In this part of our project, we will build a receiving antenna so as to collect information from weather satellites. We must choose our antenna according to the signal characteristics such that:
• The type of radio-frequency signal polarization to receive: it defines the orientation of the radio waves in space and the receiving antenna polarization have to fit the one at the emitter in order to maximize the signal strength.
• The gain provided by the antenna must be sufficient in the satellite direction to be able to extract the signal: the antenna should increase the signal strength to improve the image quality.

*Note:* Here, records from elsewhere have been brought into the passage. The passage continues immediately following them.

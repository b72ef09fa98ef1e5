//! Assembly language parser and bytecode compiler.
//!
//! Converts human-readable assembly source into program cells ready for
//! [`VM::load`](crate::virtual_machine::vm::VM::load), and renders cells back
//! into text with [`disassemble`].
//!
//! # Syntax
//!
//! ```text
//! label:                 # optional, on its own line or before an instruction
//! INSTRUCTION [operand]  # optional comment
//! ```
//!
//! - Instructions are uppercase (e.g., `PUSH`, `JNZ`)
//! - Operands are decimal or `0x` hex integers, optionally negative
//! - Jump and call operands may name a label instead of an address
//! - Comments start with `#`
//! - Commas are ignored

use crate::virtual_machine::Cell;
use crate::virtual_machine::errors::VMError;
use crate::virtual_machine::isa::Opcode;
use std::collections::HashMap;
use std::fmt::Write;
use std::fs;
use std::path::Path;

const COMMENT_CHAR: char = '#';
const LABEL_SUFFIX: char = ':';

/// Formats a compiler-style diagnostic for assembly failures.
fn render_assembly_diagnostic(file: &str, source: &str, line: usize, message: &str) -> String {
    let mut diag = String::new();
    let _ = writeln!(diag, "{message}");
    let _ = writeln!(diag, " --> {file}:{line}");

    if let Some(raw_line) = source.lines().nth(line.saturating_sub(1)) {
        let _ = writeln!(diag, "  |");
        let _ = writeln!(diag, "{:>4} | {}", line, raw_line.trim_end_matches('\r'));
        let _ = write!(diag, "  |");
    }

    diag
}

/// Logs a diagnostic for assembly errors; other errors are logged as-is.
fn log_assembly_error(file: &str, source: &str, err: &VMError) {
    match err {
        VMError::Assembly { line, message } => {
            crate::error!(
                "{}",
                render_assembly_diagnostic(file, source, *line, message)
            );
        }
        _ => crate::error!("{err}"),
    }
}

/// Label table built during the first pass.
#[derive(Debug, Default)]
struct AsmContext {
    /// Label names mapped to absolute cell addresses.
    labels: HashMap<String, usize>,
}

impl AsmContext {
    /// Registers a label at the given cell address.
    fn define_label(&mut self, name: &str, address: usize, line: usize) -> Result<(), VMError> {
        if self.labels.contains_key(name) {
            return Err(asm_error(line, format!("duplicate label `{name}`")));
        }
        self.labels.insert(name.to_string(), address);
        Ok(())
    }

    /// Resolves a label to its cell address.
    fn resolve_label(&self, name: &str, line: usize) -> Result<usize, VMError> {
        self.labels
            .get(name)
            .copied()
            .ok_or_else(|| asm_error(line, format!("undefined label `{name}`")))
    }
}

/// One instruction awaiting encoding in the second pass.
#[derive(Debug)]
struct PendingInstr<'a> {
    /// 1-based source line.
    line: usize,
    opcode: Opcode,
    operand: Option<&'a str>,
}

fn asm_error(line: usize, message: impl Into<String>) -> VMError {
    VMError::Assembly {
        line,
        message: message.into(),
    }
}

/// Splits a line into whitespace/comma separated tokens, dropping any comment.
fn tokenize(line: &str) -> Vec<&str> {
    let code = line.split(COMMENT_CHAR).next().unwrap_or("");
    code.split(|c: char| c.is_whitespace() || c == ',')
        .filter(|tok| !tok.is_empty())
        .collect()
}

/// Checks if a token is a label definition (ends with `:`).
fn is_label_def(tok: &str) -> bool {
    tok.ends_with(LABEL_SUFFIX) && tok.len() > 1
}

/// Extracts the label name from a label definition token.
fn label_name(tok: &str) -> &str {
    &tok[..tok.len() - 1]
}

/// Label names start with a letter or `_` and continue with alphanumerics or `_`.
fn is_valid_label(name: &str) -> bool {
    let mut chars = name.chars();
    matches!(chars.next(), Some(c) if c.is_ascii_alphabetic() || c == '_')
        && chars.all(|c| c.is_ascii_alphanumeric() || c == '_')
}

/// Parses a decimal or `0x` hex integer, with an optional leading `-`.
fn parse_int(tok: &str) -> Option<Cell> {
    let (negative, digits) = match tok.strip_prefix('-') {
        Some(rest) => (true, rest),
        None => (false, tok),
    };
    let magnitude = match digits
        .strip_prefix("0x")
        .or_else(|| digits.strip_prefix("0X"))
    {
        Some(hex) => u64::from_str_radix(hex, 16).ok()?,
        None => digits.parse::<u64>().ok()?,
    };
    if negative {
        0i64.checked_sub_unsigned(magnitude)
    } else {
        Cell::try_from(magnitude).ok()
    }
}

/// Encodes an immediate operand, resolving labels for jump and call opcodes.
fn parse_operand(
    ctx: &AsmContext,
    opcode: Opcode,
    tok: &str,
    line: usize,
) -> Result<Cell, VMError> {
    if let Some(value) = parse_int(tok) {
        return Ok(value);
    }
    if opcode.takes_address() && is_valid_label(tok) {
        let address = ctx.resolve_label(tok, line)?;
        return Cell::try_from(address)
            .map_err(|_| asm_error(line, format!("label `{tok}` address does not fit a cell")));
    }
    Err(asm_error(
        line,
        format!("invalid operand `{tok}` for {opcode}"),
    ))
}

/// Performs two-pass assembly.
///
/// Pass 1: tokenizes all lines, checks mnemonics and arity, and records label
/// positions as absolute cell addresses.
///
/// Pass 2: resolves operands and emits cells.
fn assemble_lines(source: &str) -> Result<Vec<Cell>, VMError> {
    let mut ctx = AsmContext::default();
    let mut pending: Vec<PendingInstr> = Vec::new();
    let mut address = 0usize;

    for (line_no, line) in source.lines().enumerate() {
        let line_no = line_no + 1;
        let mut tokens = tokenize(line).into_iter().peekable();

        // Leading label definitions
        while let Some(tok) = tokens.next_if(|tok| is_label_def(tok)) {
            let name = label_name(tok);
            if !is_valid_label(name) {
                return Err(asm_error(line_no, format!("invalid label name `{name}`")));
            }
            ctx.define_label(name, address, line_no)?;
        }

        let Some(mnemonic) = tokens.next() else {
            continue;
        };
        let opcode = Opcode::from_mnemonic(mnemonic)
            .ok_or_else(|| asm_error(line_no, format!("unknown instruction `{mnemonic}`")))?;

        let operands: Vec<&str> = tokens.collect();
        if operands.len() != opcode.operand_count() {
            return Err(asm_error(
                line_no,
                format!(
                    "{opcode} expects {} operand(s), found {}",
                    opcode.operand_count(),
                    operands.len()
                ),
            ));
        }

        address += 1 + opcode.operand_count();
        pending.push(PendingInstr {
            line: line_no,
            opcode,
            operand: operands.first().copied(),
        });
    }

    let mut cells = Vec::with_capacity(address);
    for instr in pending {
        cells.push(instr.opcode.code());
        if let Some(tok) = instr.operand {
            cells.push(parse_operand(&ctx, instr.opcode, tok, instr.line)?);
        }
    }
    Ok(cells)
}

/// Assembles a full source string into program cells.
pub fn assemble_source(source: &str) -> Result<Vec<Cell>, VMError> {
    assemble_source_with_name(source, "<source>")
}

/// Assembles source with an associated filename for error diagnostics.
fn assemble_source_with_name(source: &str, source_name: &str) -> Result<Vec<Cell>, VMError> {
    let result = assemble_lines(source);
    if let Err(err) = &result {
        log_assembly_error(source_name, source, err);
    }
    result
}

/// Convenience: assemble directly from file path
pub fn assemble_file<P: AsRef<Path>>(path: P) -> Result<Vec<Cell>, VMError> {
    let path_ref = path.as_ref();
    let source = fs::read_to_string(path_ref).map_err(|e| VMError::Io {
        path: path_ref.display().to_string(),
        reason: e.to_string(),
    })?;
    assemble_source_with_name(&source, &path_ref.display().to_string())
}

/// Renders program cells as assembly text, one instruction per line prefixed
/// by its address.
///
/// Cells that do not decode are shown as `.cell <value>`; an immediate cut
/// off by the end of the slice is shown as `<missing>`.
pub fn disassemble(cells: &[Cell]) -> String {
    let mut out = String::new();
    let mut pc = 0usize;

    while pc < cells.len() {
        let code = cells[pc];
        let _ = write!(out, "{pc:04}: ");
        match Opcode::try_from(code) {
            Ok(opcode) if opcode.has_immediate() => match cells.get(pc + 1) {
                Some(operand) => {
                    let _ = writeln!(out, "{opcode} {operand}");
                    pc += 2;
                }
                None => {
                    let _ = writeln!(out, "{opcode} <missing>");
                    pc += 1;
                }
            },
            Ok(opcode) => {
                let _ = writeln!(out, "{opcode}");
                pc += 1;
            }
            Err(_) => {
                let _ = writeln!(out, ".cell {code:#x}");
                pc += 1;
            }
        }
    }

    out
}

#[cfg(test)]
mod tests {
    use super::*;

    #[test]
    fn parse_int_decimal_and_hex() {
        assert_eq!(parse_int("0"), Some(0));
        assert_eq!(parse_int("42"), Some(42));
        assert_eq!(parse_int("-7"), Some(-7));
        assert_eq!(parse_int("0xFF"), Some(255));
        assert_eq!(parse_int("0x1a"), Some(26));
        assert_eq!(parse_int("-0x10"), Some(-16));
        assert_eq!(parse_int("9223372036854775807"), Some(i64::MAX));
        assert_eq!(parse_int("-9223372036854775808"), Some(i64::MIN));
    }

    #[test]
    fn parse_int_rejects_garbage() {
        assert_eq!(parse_int(""), None);
        assert_eq!(parse_int("-"), None);
        assert_eq!(parse_int("0x"), None);
        assert_eq!(parse_int("12ab"), None);
        assert_eq!(parse_int("loop"), None);
        assert_eq!(parse_int("9223372036854775808"), None);
    }

    #[test]
    fn assemble_empty_source() {
        assert!(assemble_source("").unwrap().is_empty());
        assert!(assemble_source("\n   \n# only a comment\n").unwrap().is_empty());
    }

    #[test]
    fn assemble_add_program() {
        let cells = assemble_source(
            r#"
                PUSH 5
                PUSH 3   # second operand
                ADD
                HALT
            "#,
        )
        .unwrap();
        assert_eq!(cells, vec![0x01, 5, 0x01, 3, 0x10, 0xFF]);
    }

    #[test]
    fn commas_and_tabs_are_separators() {
        let cells = assemble_source("PUSH,\t-1\nHALT").unwrap();
        assert_eq!(cells, vec![0x01, -1, 0xFF]);
    }

    #[test]
    fn labels_resolve_to_absolute_addresses() {
        let cells = assemble_source(
            r#"
                PUSH 0
                JZ done
                PUSH 1
            done:
                HALT
            "#,
        )
        .unwrap();
        assert_eq!(cells, vec![0x01, 0x00, 0x21, 0x06, 0x01, 0x01, 0xFF]);
    }

    #[test]
    fn forward_and_backward_labels() {
        let cells = assemble_source(
            r#"
            start: CALL sub
                   JMP start
            sub:   RET
            "#,
        )
        .unwrap();
        assert_eq!(cells, vec![0x32, 4, 0x20, 0, 0x33]);
    }

    #[test]
    fn several_labels_on_one_address() {
        let cells = assemble_source("a: b:\nJMP b\nJMP a").unwrap();
        assert_eq!(cells, vec![0x20, 0, 0x20, 0]);
    }

    #[test]
    fn duplicate_label_is_error() {
        let err = assemble_source("x:\nNOP\nx: HALT").unwrap_err();
        assert_eq!(
            err,
            VMError::Assembly {
                line: 3,
                message: "duplicate label `x`".into()
            }
        );
    }

    #[test]
    fn undefined_label_is_error() {
        let err = assemble_source("NOP\nJMP nowhere").unwrap_err();
        assert_eq!(
            err,
            VMError::Assembly {
                line: 2,
                message: "undefined label `nowhere`".into()
            }
        );
    }

    #[test]
    fn labels_only_for_address_operands() {
        let err = assemble_source("here:\nPUSH here").unwrap_err();
        assert!(matches!(err, VMError::Assembly { line: 2, .. }));
    }

    #[test]
    fn invalid_label_name() {
        assert!(matches!(
            assemble_source("1abc: HALT"),
            Err(VMError::Assembly { line: 1, .. })
        ));
    }

    #[test]
    fn unknown_mnemonic_reports_line() {
        let err = assemble_source("PUSH 1\n\nMOD").unwrap_err();
        assert_eq!(
            err,
            VMError::Assembly {
                line: 3,
                message: "unknown instruction `MOD`".into()
            }
        );
    }

    #[test]
    fn mnemonics_are_case_sensitive() {
        assert!(assemble_source("push 1").is_err());
    }

    #[test]
    fn arity_is_checked() {
        assert_eq!(
            assemble_source("PUSH").unwrap_err(),
            VMError::Assembly {
                line: 1,
                message: "PUSH expects 1 operand(s), found 0".into()
            }
        );
        assert_eq!(
            assemble_source("ADD 1").unwrap_err(),
            VMError::Assembly {
                line: 1,
                message: "ADD expects 0 operand(s), found 1".into()
            }
        );
        assert!(assemble_source("STORE 1 2").is_err());
    }

    #[test]
    fn invalid_operand() {
        assert_eq!(
            assemble_source("STORE x1").unwrap_err(),
            VMError::Assembly {
                line: 1,
                message: "invalid operand `x1` for STORE".into()
            }
        );
    }

    #[test]
    fn every_mnemonic_assembles_to_its_code() {
        for &opcode in Opcode::ALL {
            let source = if opcode.has_immediate() {
                format!("{} 0", opcode.mnemonic())
            } else {
                opcode.mnemonic().to_string()
            };
            let cells = assemble_source(&source).unwrap();
            assert_eq!(cells[0], opcode.code());
            assert_eq!(cells.len(), 1 + opcode.operand_count());
        }
    }

    #[test]
    fn assemble_file_reads_source() {
        let dir = tempfile::tempdir().unwrap();
        let path = dir.path().join("prog.asm");
        fs::write(&path, "PUSH 0x0A\nSTORE 0\nHALT\n").unwrap();
        assert_eq!(assemble_file(&path).unwrap(), vec![0x01, 10, 0x30, 0, 0xFF]);
    }

    #[test]
    fn assemble_missing_file_is_io_error() {
        let dir = tempfile::tempdir().unwrap();
        assert!(matches!(
            assemble_file(dir.path().join("nope.asm")),
            Err(VMError::Io { .. })
        ));
    }

    #[test]
    fn disassemble_lists_addresses() {
        let text = disassemble(&[0x01, 5, 0x01, 3, 0x10, 0xFF]);
        assert_eq!(text, "0000: PUSH 5\n0002: PUSH 3\n0004: ADD\n0005: HALT\n");
    }

    #[test]
    fn disassemble_unknown_and_truncated() {
        let text = disassemble(&[0x99, 0x01]);
        assert_eq!(text, "0000: .cell 0x99\n0001: PUSH <missing>\n");
    }

    #[test]
    fn disassemble_output_reassembles() {
        let cells = vec![0x01, 7, 0x21, 6, 0x03, 0x33, 0xFF];
        let source: String = disassemble(&cells)
            .lines()
            .map(|l| l.split_once(": ").map(|(_, instr)| instr).unwrap_or(l))
            .collect::<Vec<_>>()
            .join("\n");
        assert_eq!(assemble_source(&source).unwrap(), cells);
    }

    #[test]
    fn diagnostic_shows_source_line() {
        let diag = render_assembly_diagnostic("prog.asm", "NOP\nBAD 1\n", 2, "unknown");
        assert!(diag.starts_with("unknown\n --> prog.asm:2\n"));
        assert!(diag.contains("   2 | BAD 1"));
    }
}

Moreover, as the frequency of APT signals is between 137MHz and 138MHz, 138Mhz, we must consider the Faraday rotation. This phenomenon is effective for frequencies lower than 5Ghz in the ionosphere. It transforms a linear polarization to a circular one. Consequently, the emitter on the NOAA satellite uses a Right-Hand Circular Polarization (RHCP) to avoid this depolarization. It means our receiver must also use the same polarization.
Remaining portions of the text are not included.